We understand postcoloniality not only as a concern of others outside of Germany. In the German context, what can postcolonial studies be “closer to home”, without merely transferring academic frameworks from the USA or the UK? For us, this means going beyond a concept of diaspora that is often nationally conceived, and looking for forms with which stories can be told more transnationally, along (colonial) historical entanglements (Lisa Lowe). In doing so, we do not want to compare, but to juxtapose different contexts and perceive the resulting resonances. This goes hand in hand with not only looking at the relationship between majority and minority populations.

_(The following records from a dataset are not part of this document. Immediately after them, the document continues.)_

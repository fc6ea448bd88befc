use std::path::Path;
use std::sync::Arc;

use async_trait::async_trait;
use futures::stream::BoxStream;
use tokio::io::AsyncRead;

use crate::composition::{Registry, ServiceBuilder};
use crate::metrics::OperationMetricsDelta;
use crate::{Blob, BlobHeaders, BlobId, BlobStoreConfiguration, Error};

mod from_addr;
mod group;
mod memory;
mod simplefs;

#[cfg(test)]
mod tests;

pub use self::from_addr::from_addr;
pub use self::group::{
    BlobStoreGroup, BlobStoreGroupConfig, LocationCache, Member, PlacementPolicy,
    PolicyFactory, PolicyRegistry, RoundRobinPolicy, WriteToFirstPolicy,
    DEFAULT_CACHE_CAPACITY, DEFAULT_CACHE_TTL, DEFAULT_FILL_POLICY,
};
pub use self::memory::{MemoryBlobStore, MemoryBlobStoreConfig};
pub use self::simplefs::{SimpleFilesystemBlobStore, SimpleFilesystemBlobStoreConfig};

/// The contract every blob store implements, physical backends and groups of
/// them alike.
///
/// Absence is never an error: reads return `Ok(None)`, checks and deletions
/// `Ok(false)`. Errors are backend failures.
#[async_trait]
pub trait BlobStore: Send + Sync {
    /// Makes the store servable. Stores without a lifecycle of their own
    /// are always servable.
    async fn start(&self) -> Result<(), Error> {
        Ok(())
    }

    /// Releases resources. Stores without a lifecycle of their own ignore this.
    async fn stop(&self) -> Result<(), Error> {
        Ok(())
    }

    /// Stores the contents of the reader as a new blob.
    async fn create(
        &self,
        reader: &mut (dyn AsyncRead + Send + Unpin),
        headers: BlobHeaders,
    ) -> Result<Blob, Error>;

    /// Stores an existing file as a new blob. The caller vouches for size and
    /// BLAKE3 digest (lower hex) of the file, a size mismatch is rejected.
    async fn create_from_path(
        &self,
        path: &Path,
        headers: BlobHeaders,
        size: u64,
        b3_digest: &str,
    ) -> Result<Blob, Error>;

    /// Duplicates an existing blob inside this store, under a new id.
    async fn copy(&self, id: &BlobId, headers: BlobHeaders) -> Result<Blob, Error>;

    /// Returns the blob, or None if not present. Soft-deleted blobs are only
    /// returned if `include_deleted` is set.
    async fn get(&self, id: &BlobId, include_deleted: bool) -> Result<Option<Blob>, Error>;

    /// Checks for a live (not soft-deleted) blob.
    async fn exists(&self, id: &BlobId) -> Result<bool, Error>;

    /// Checks for a blob, soft-deleted or not. Unlike [BlobStore::get], this
    /// is not counted as a download.
    async fn exists_including_deleted(&self, id: &BlobId) -> Result<bool, Error>;

    /// Soft-deletes a blob, recording the reason. Returns true iff a live blob
    /// was deleted.
    async fn delete(&self, id: &BlobId, reason: &str) -> Result<bool, Error>;

    /// Purges a blob, soft-deleted or not. Returns true iff something was
    /// purged.
    async fn delete_hard(&self, id: &BlobId) -> Result<bool, Error>;

    /// Lists the ids of all blobs stored, soft-deleted ones included, in
    /// backend order.
    fn blob_id_stream(&self) -> BoxStream<'static, Result<BlobId, Error>>;

    /// Whether this store holds the blob and can promote it in place.
    async fn is_owner(&self, blob: &Blob) -> Result<bool, Error>;

    /// Promotes a temporary blob in place, replacing its headers. Never
    /// copies content.
    async fn make_blob_permanent(&self, blob: &Blob, headers: BlobHeaders)
        -> Result<Blob, Error>;

    /// Purges the blob if it's temporary. Returns true iff it was.
    async fn delete_if_temp(&self, blob: &Blob) -> Result<bool, Error>;

    /// Whether the store currently accepts new blobs.
    fn is_writable(&self) -> bool;

    /// Counters accumulated since the previous call.
    fn operation_metrics_delta(&self) -> OperationMetricsDelta;

    fn configuration(&self) -> &BlobStoreConfiguration;
}

#[async_trait]
impl<A> BlobStore for A
where
    A: AsRef<dyn BlobStore> + Send + Sync,
{
    async fn start(&self) -> Result<(), Error> {
        self.as_ref().start().await
    }

    async fn stop(&self) -> Result<(), Error> {
        self.as_ref().stop().await
    }

    async fn create(
        &self,
        reader: &mut (dyn AsyncRead + Send + Unpin),
        headers: BlobHeaders,
    ) -> Result<Blob, Error> {
        self.as_ref().create(reader, headers).await
    }

    async fn create_from_path(
        &self,
        path: &Path,
        headers: BlobHeaders,
        size: u64,
        b3_digest: &str,
    ) -> Result<Blob, Error> {
        self.as_ref()
            .create_from_path(path, headers, size, b3_digest)
            .await
    }

    async fn copy(&self, id: &BlobId, headers: BlobHeaders) -> Result<Blob, Error> {
        self.as_ref().copy(id, headers).await
    }

    async fn get(&self, id: &BlobId, include_deleted: bool) -> Result<Option<Blob>, Error> {
        self.as_ref().get(id, include_deleted).await
    }

    async fn exists(&self, id: &BlobId) -> Result<bool, Error> {
        self.as_ref().exists(id).await
    }

    async fn exists_including_deleted(&self, id: &BlobId) -> Result<bool, Error> {
        self.as_ref().exists_including_deleted(id).await
    }

    async fn delete(&self, id: &BlobId, reason: &str) -> Result<bool, Error> {
        self.as_ref().delete(id, reason).await
    }

    async fn delete_hard(&self, id: &BlobId) -> Result<bool, Error> {
        self.as_ref().delete_hard(id).await
    }

    fn blob_id_stream(&self) -> BoxStream<'static, Result<BlobId, Error>> {
        self.as_ref().blob_id_stream()
    }

    async fn is_owner(&self, blob: &Blob) -> Result<bool, Error> {
        self.as_ref().is_owner(blob).await
    }

    async fn make_blob_permanent(
        &self,
        blob: &Blob,
        headers: BlobHeaders,
    ) -> Result<Blob, Error> {
        self.as_ref().make_blob_permanent(blob, headers).await
    }

    async fn delete_if_temp(&self, blob: &Blob) -> Result<bool, Error> {
        self.as_ref().delete_if_temp(blob).await
    }

    fn is_writable(&self) -> bool {
        self.as_ref().is_writable()
    }

    fn operation_metrics_delta(&self) -> OperationMetricsDelta {
        self.as_ref().operation_metrics_delta()
    }

    fn configuration(&self) -> &BlobStoreConfiguration {
        self.as_ref().configuration()
    }
}

/// Resolves configured member names to running blob stores.
#[async_trait]
pub trait MemberRegistry: Send + Sync {
    async fn resolve(&self, name: &str) -> Result<Arc<dyn BlobStore>, Error>;
}

/// A fixed set of named stores.
#[async_trait]
impl MemberRegistry for std::collections::BTreeMap<String, Arc<dyn BlobStore>> {
    async fn resolve(&self, name: &str) -> Result<Arc<dyn BlobStore>, Error> {
        self.get(name)
            .cloned()
            .ok_or_else(|| Error::InvalidRequest(format!("unknown blob store {}", name)))
    }
}

/// Registers the builtin BlobStore implementations with the registry.
pub(crate) fn register_blob_stores(reg: &mut Registry) {
    reg.register::<Box<dyn ServiceBuilder<Output = dyn BlobStore>>, MemoryBlobStoreConfig>(
        "memory",
    );
    reg.register::<
        Box<dyn ServiceBuilder<Output = dyn BlobStore>>,
        SimpleFilesystemBlobStoreConfig,
    >("filesystem");
    reg.register::<Box<dyn ServiceBuilder<Output = dyn BlobStore>>, BlobStoreGroupConfig>("group");
}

It is also about taking seriously the diverse relationships and power relations within and between different diasporic groups and not letting everything disappear in a white/non-white binary – a simplistic view that tends to reinforce inequalities. Looking at hierarchies, relations of violence and solidarisations not only along this one line of difference requires abandoning one-dimensional positionalities that often organise political spaces and cultural narratives/aesthetics. Instead, we hope to be opening the gaze to complex relations between and within different diasporic contexts. In this, following, for example, Roderick A. Ferguson, we recognise a queer potential for more radical coalition building.

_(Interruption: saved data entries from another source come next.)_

impl Registry {
    /// Registers a mapping from type tag to a concrete config type.
    ///
    /// After calling `register::<Box<dyn FooTrait>, FooStruct>("footype")`,
    /// deserializing an input tagged "footype" into a `Box<dyn FooTrait>`
    /// goes through the Deserialize impl of `FooStruct`, followed by
    /// `Into::into`.
    pub fn register<
        T: 'static,
        C: DeserializeOwned
            + TryFrom<url::Url, Error = Box<dyn std::error::Error + Send + Sync>>
            + Into<T>,
    >(
        &mut self,
        type_name: &'static str,
    ) {
        self.0.insert(
            (TypeId::of::<T>(), type_name),
            Box::new(RegistryEntry {
                serde_deserialize_seed: BoxFnSeed::new(|x| {
                    deserialize::<C>(x)
                        .map(Into::into)
                        .map(DeserializeWithRegistry)
                }),
                from_url_seed: Box::new(|url| {
                    C::try_from(url)
                        .map(Into::into)
                        .map(DeserializeWithRegistry)
                }),
            }),
        );
    }

    fn entry<T: 'static>(&self, tag: &str) -> Option<&RegistryEntry<T>> {
        // find() instead of get(), the key borrows a &'static str.
        self.0
            .iter()
            .find(|((type_id, name), _)| *type_id == TypeId::of::<T>() && *name == tag)
            .and_then(|(_, entry)| <dyn Any>::downcast_ref(&**entry))
    }
}

struct RegistryWithFakeType<'r, T>(&'r Registry, PhantomData<T>);

impl<'r, 'de: 'r, T: 'static> SeedFactory<'de, TagString<'de>> for RegistryWithFakeType<'r, T> {
    type Value = DeserializeWithRegistry<T>;
    type Seed = &'r BoxFnSeed<Self::Value>;

    fn seed<E>(self, tag: TagString<'de>) -> Result<Self::Seed, E>
    where
        E: serde::de::Error,
    {
        let tag: &str = tag.as_ref();
        self.0
            .entry::<T>(tag)
            .map(|entry| &entry.serde_deserialize_seed)
            .ok_or_else(|| serde::de::Error::custom(format!("unknown store type {}", tag)))
    }
}

/// Wrapper type which implements Deserialize using the active registry.
///
/// Deserializing a `DeserializeWithRegistry<Box<dyn MyTrait>>` uses the types
/// registered for `Box<dyn MyTrait>`.
pub struct DeserializeWithRegistry<T>(pub T);

impl<'de, T: 'static> serde::Deserialize<'de> for DeserializeWithRegistry<T> {
    fn deserialize<D>(de: D) -> std::result::Result<Self, D::Error>
    where
        D: serde::Deserializer<'de>,
    {
        let reg = ACTIVE_REG
            .get()
            .ok_or_else(|| serde::de::Error::custom("no active registry, use with_registry"))?;
        serde_tagged::de::internal::deserialize(
            de,
            "type",
            RegistryWithFakeType(reg, PhantomData::<T>),
        )
    }
}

In trying to resist the assertion of the ‘new’, we are not only looking at contemporary culture. Therefore, the question of the archive and alternative forms of writing are central to us – because of the interconnections between big world events and small movements of individuals, the diasporic ordinary allows neither distanced abstraction nor biographical reduction. We take the current interest in autotheory as an opportunity to explore its productivity, especially for extending our understanding of diaspora and migration and to ask how precisely these contexts produce a different theorisation of the self. We turn to texts, art and films of different genres to see what might be imagined and articulated in different media at different historical moments. We recognize, for instance, that among diasporic and migrant writers at times there seems to be a preference for writing poetry over longer prose texts, given the possibilities that poetry offers people who may have never written before, publish in small editions, with little market value, and for a relatively small community of readers. We are also interested in artists who were active long before they gained wider recognition (e.g. Lubaina Himid, Sonia Boyce, Nzingha Guy St. Louis).

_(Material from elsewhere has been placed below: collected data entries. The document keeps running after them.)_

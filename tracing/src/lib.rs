use tracing::Level;
use tracing_subscriber::{
    filter::FromEnvError, layer::SubscriberExt, util::SubscriberInitExt, EnvFilter,
};

#[derive(thiserror::Error, Debug)]
pub enum Error {
    #[error(transparent)]
    Init(#[from] tracing_subscriber::util::TryInitError),

    #[error("invalid RUST_LOG: {0}")]
    Filter(#[from] FromEnvError),
}

pub struct TracingBuilder {
    level: Level,
    json: bool,
}

impl Default for TracingBuilder {
    fn default() -> Self {
        TracingBuilder {
            level: Level::INFO,
            json: false,
        }
    }
}

impl TracingBuilder {
    /// Set the log level. RUST_LOG still has a higher priority over this value.
    pub fn level(mut self, level: Level) -> TracingBuilder {
        self.level = level;
        self
    }

    /// Emit one JSON object per event instead of the compact text format.
    pub fn json(mut self, json: bool) -> TracingBuilder {
        self.json = json;
        self
    }

    /// This will setup tracing based on the configuration passed in.
    /// Events are written to stderr, filtered by an EnvFilter based on the
    /// provided log level (RUST_LOG still has a higher priority over the
    /// configured value). stdout is left to the program's own output.
    pub fn build(self) -> Result<(), Error> {
        let filter = EnvFilter::builder()
            .with_default_directive(self.level.into())
            .from_env()?;

        tracing_subscriber::registry()
            .with(filter)
            .with(self.json.then(|| {
                tracing_subscriber::fmt::Layer::new()
                    .with_writer(std::io::stderr)
                    .json()
            }))
            .with((!self.json).then(|| {
                tracing_subscriber::fmt::Layer::new()
                    .with_writer(std::io::stderr)
                    .compact()
            }))
            .try_init()?;

        Ok(())
    }
}
mod prompt;

use std::path::PathBuf;
use std::sync::Arc;

use anyhow::{Context, Result, bail};
use clap::{Parser, Subcommand, ValueEnum};
use odin_core::{
    CancelToken, ChannelObserver, DeviceMonitor, DeviceOps, FlashOrchestrator, OdinEvent,
    OdinObserver, PartitionName, PartitionRegistry, ProcessDispatcher, RebootOutcome,
    RebootTarget, SessionState, ToolConfig, TracingObserver,
};
use tracing::{error, info, warn};

use prompt::TerminalCollaborator;

#[derive(Parser, Debug)]
#[command(author, version, about = "Samsung download-mode and adb/fastboot flashing tool", long_about = None)]
struct Args {
    /// TOML tool configuration
    #[arg(long, global = true)]
    config: Option<PathBuf>,

    /// Enable verbose logging
    #[arg(short, long, global = true)]
    verbose: bool,

    #[command(subcommand)]
    command: Command,
}

#[derive(Subcommand, Debug)]
enum Command {
    /// Detect the connected device once
    Devices {
        /// Print the raw adb listing instead
        #[arg(long)]
        raw: bool,
    },
    /// Follow device connection changes
    Watch {
        /// Poll interval in seconds
        #[arg(long)]
        interval: Option<u64>,
        /// Stop after this many changes
        #[arg(long)]
        count: Option<usize>,
    },
    /// Flash partition images in download mode
    Flash {
        #[arg(long)]
        bl: Option<PathBuf>,
        #[arg(long)]
        ap: Option<PathBuf>,
        #[arg(long)]
        cp: Option<PathBuf>,
        #[arg(long)]
        csc: Option<PathBuf>,
        #[arg(long = "home-csc")]
        home_csc: Option<PathBuf>,
        /// Do not ask for confirmation
        #[arg(short, long)]
        yes: bool,
        /// Stay in download mode after flashing
        #[arg(long)]
        no_reboot: bool,
    },
    /// Reboot an adb or fastboot device
    Reboot {
        #[arg(value_enum)]
        target: Target,
    },
    /// Sideload an OTA package over adb
    Sideload {
        package: PathBuf,
        /// Do not ask for confirmation
        #[arg(short, long)]
        yes: bool,
    },
    /// Manage the configuration file
    Config {
        #[command(subcommand)]
        action: ConfigAction,
    },
}

#[derive(Subcommand, Debug)]
enum ConfigAction {
    /// Write the default configuration
    Init { path: PathBuf },
}

#[derive(ValueEnum, Clone, Copy, Debug)]
enum Target {
    Bootloader,
    Recovery,
}

impl From<Target> for RebootTarget {
    fn from(target: Target) -> Self {
        match target {
            Target::Bootloader => RebootTarget::Bootloader,
            Target::Recovery => RebootTarget::Recovery,
        }
    }
}

fn main() -> Result<()> {
    let args = Args::parse();

    let subscriber = tracing_subscriber::fmt()
        .with_env_filter(
            tracing_subscriber::EnvFilter::builder()
                .with_default_directive(if args.verbose {
                    tracing::Level::DEBUG.into()
                } else {
                    tracing::Level::INFO.into()
                })
                .from_env_lossy(),
        )
        .with_writer(std::io::stderr)
        .finish();

    tracing::subscriber::set_global_default(subscriber)
        .context("setting default subscriber failed")?;

    let config = match &args.config {
        Some(path) => ToolConfig::load_from_file(path)?,
        None => ToolConfig::default(),
    };

    match args.command {
        Command::Devices { raw } => devices(config, raw),
        Command::Watch { interval, count } => watch(config, interval, count),
        Command::Flash {
            bl,
            ap,
            cp,
            csc,
            home_csc,
            yes,
            no_reboot,
        } => {
            let images = [
                (PartitionName::Bl, bl),
                (PartitionName::Ap, ap),
                (PartitionName::Cp, cp),
                (PartitionName::Csc, csc),
                (PartitionName::HomeCsc, home_csc),
            ];
            flash(config, images, yes, no_reboot)
        }
        Command::Reboot { target } => reboot(config, target.into()),
        Command::Sideload { package, yes } => sideload(config, package, yes),
        Command::Config {
            action: ConfigAction::Init { path },
        } => {
            ToolConfig::default().save_to_file(&path)?;
            info!(path = %path.display(), "Wrote default configuration");
            Ok(())
        }
    }
}

/// Poll once so the snapshot is populated before any command reads it.
fn detect(config: &ToolConfig, dispatcher: Arc<ProcessDispatcher>) -> DeviceMonitor {
    let mut monitor = DeviceMonitor::from_config(dispatcher, config, Arc::new(TracingObserver));
    monitor.poll_once();
    monitor
}

fn devices(config: ToolConfig, raw: bool) -> Result<()> {
    let dispatcher = Arc::new(ProcessDispatcher::new());
    let monitor = detect(&config, Arc::clone(&dispatcher));

    if raw {
        let ops = DeviceOps::new(dispatcher, monitor.snapshot(), Arc::new(TracingObserver), config);
        print!("{}", ops.check_device()?);
    } else {
        println!("{}", monitor.snapshot().current());
    }
    Ok(())
}

fn watch(mut config: ToolConfig, interval: Option<u64>, count: Option<usize>) -> Result<()> {
    if let Some(secs) = interval {
        config.poll_interval_ms = secs.saturating_mul(1000);
    }
    let (observer, events) = ChannelObserver::new();
    let monitor = DeviceMonitor::from_config(
        Arc::new(ProcessDispatcher::new()),
        &config,
        Arc::new(observer),
    );
    let handle = monitor.spawn();
    info!(interval_ms = config.poll_interval_ms, "Watching for devices");

    let mut seen = 0;
    for event in events.iter() {
        if let OdinEvent::DeviceStateChanged { to, device, .. } = &event {
            TracingObserver.on_event(&event);
            println!("{to}: {device}");
            seen += 1;
            if count.is_some_and(|limit| seen >= limit) {
                break;
            }
        }
    }
    handle.stop();
    Ok(())
}

fn flash(
    mut config: ToolConfig,
    images: [(PartitionName, Option<PathBuf>); 5],
    yes: bool,
    no_reboot: bool,
) -> Result<()> {
    if no_reboot {
        config.reboot_after_flash = false;
    }
    let collaborator = TerminalCollaborator::new(yes);
    let registry = PartitionRegistry::new();

    let given = images.iter().any(|(_, path)| path.is_some());
    for (name, path) in images {
        let result = match path {
            Some(path) => registry.select(name, path),
            None if !given => registry.select_from(name, &collaborator).map(|_| ()),
            None => continue,
        };
        if let Err(e) = result {
            bail!("{name}: {e}");
        }
    }
    for slot in registry.selected() {
        info!("{}", slot.label());
    }

    let dispatcher = Arc::new(ProcessDispatcher::new());
    let monitor = detect(&config, Arc::clone(&dispatcher)).spawn();
    let orchestrator = FlashOrchestrator::new(
        dispatcher,
        monitor.snapshot(),
        Arc::new(TracingObserver),
        config,
    );

    let outcome = orchestrator.run_confirmed(&registry, &collaborator, &CancelToken::new());
    monitor.stop();

    let Some(session) = outcome? else {
        warn!("Nothing flashed");
        return Ok(());
    };

    for result in session.results() {
        println!(
            "{:<9} {:>8.1}s  {}",
            result.partition.to_string(),
            result.duration.as_secs_f64(),
            if result.succeeded() { "OK" } else { "FAILED" }
        );
    }
    match session.reboot() {
        Some(RebootOutcome::Failed { detail, .. }) => warn!(detail = %detail, "Reboot failed; reboot the device manually"),
        Some(RebootOutcome::Skipped) => info!("Device left in download mode"),
        _ => {}
    }

    match session.state() {
        SessionState::Completed => {
            println!("Flash completed");
            Ok(())
        }
        state => {
            error!(state = %state, "Flash did not complete");
            bail!("flash session ended: {state}")
        }
    }
}

fn reboot(config: ToolConfig, target: RebootTarget) -> Result<()> {
    let dispatcher = Arc::new(ProcessDispatcher::new());
    let monitor = detect(&config, Arc::clone(&dispatcher));
    let ops = DeviceOps::new(dispatcher, monitor.snapshot(), Arc::new(TracingObserver), config);
    ops.reboot(target)?;
    Ok(())
}

fn sideload(config: ToolConfig, package: PathBuf, yes: bool) -> Result<()> {
    let dispatcher = Arc::new(ProcessDispatcher::new());
    let monitor = detect(&config, Arc::clone(&dispatcher));
    let ops = DeviceOps::new(dispatcher, monitor.snapshot(), Arc::new(TracingObserver), config);
    if !ops.sideload(&package, &TerminalCollaborator::new(yes))? {
        warn!("Sideload cancelled");
    }
    Ok(())
}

Above all, we are also looking for forms that overcome conventional generational narratives. No one wants to be asked where they come from anymore; at the same time, we can observe how it is increasingly possible, albeit often with great difficulty, to tell stories that have not been told enough. Normalising migration also means inscribing it into history, including a possibly difficult heritage from the countries of origin. We want to take a look – also a critical one – at how migration stories are told, which dominant forms of (self-)identification circulate, how they serve nostalgia and occasionally depoliticise by leaving the abject – ‘the bad stuff’ – in the past. Looking into and working on the archive determines what remains of migration history and diasporic everyday life. This also requires paying attention to what the archive does not hold and facing the resulting challenges for a desire for more complex representations.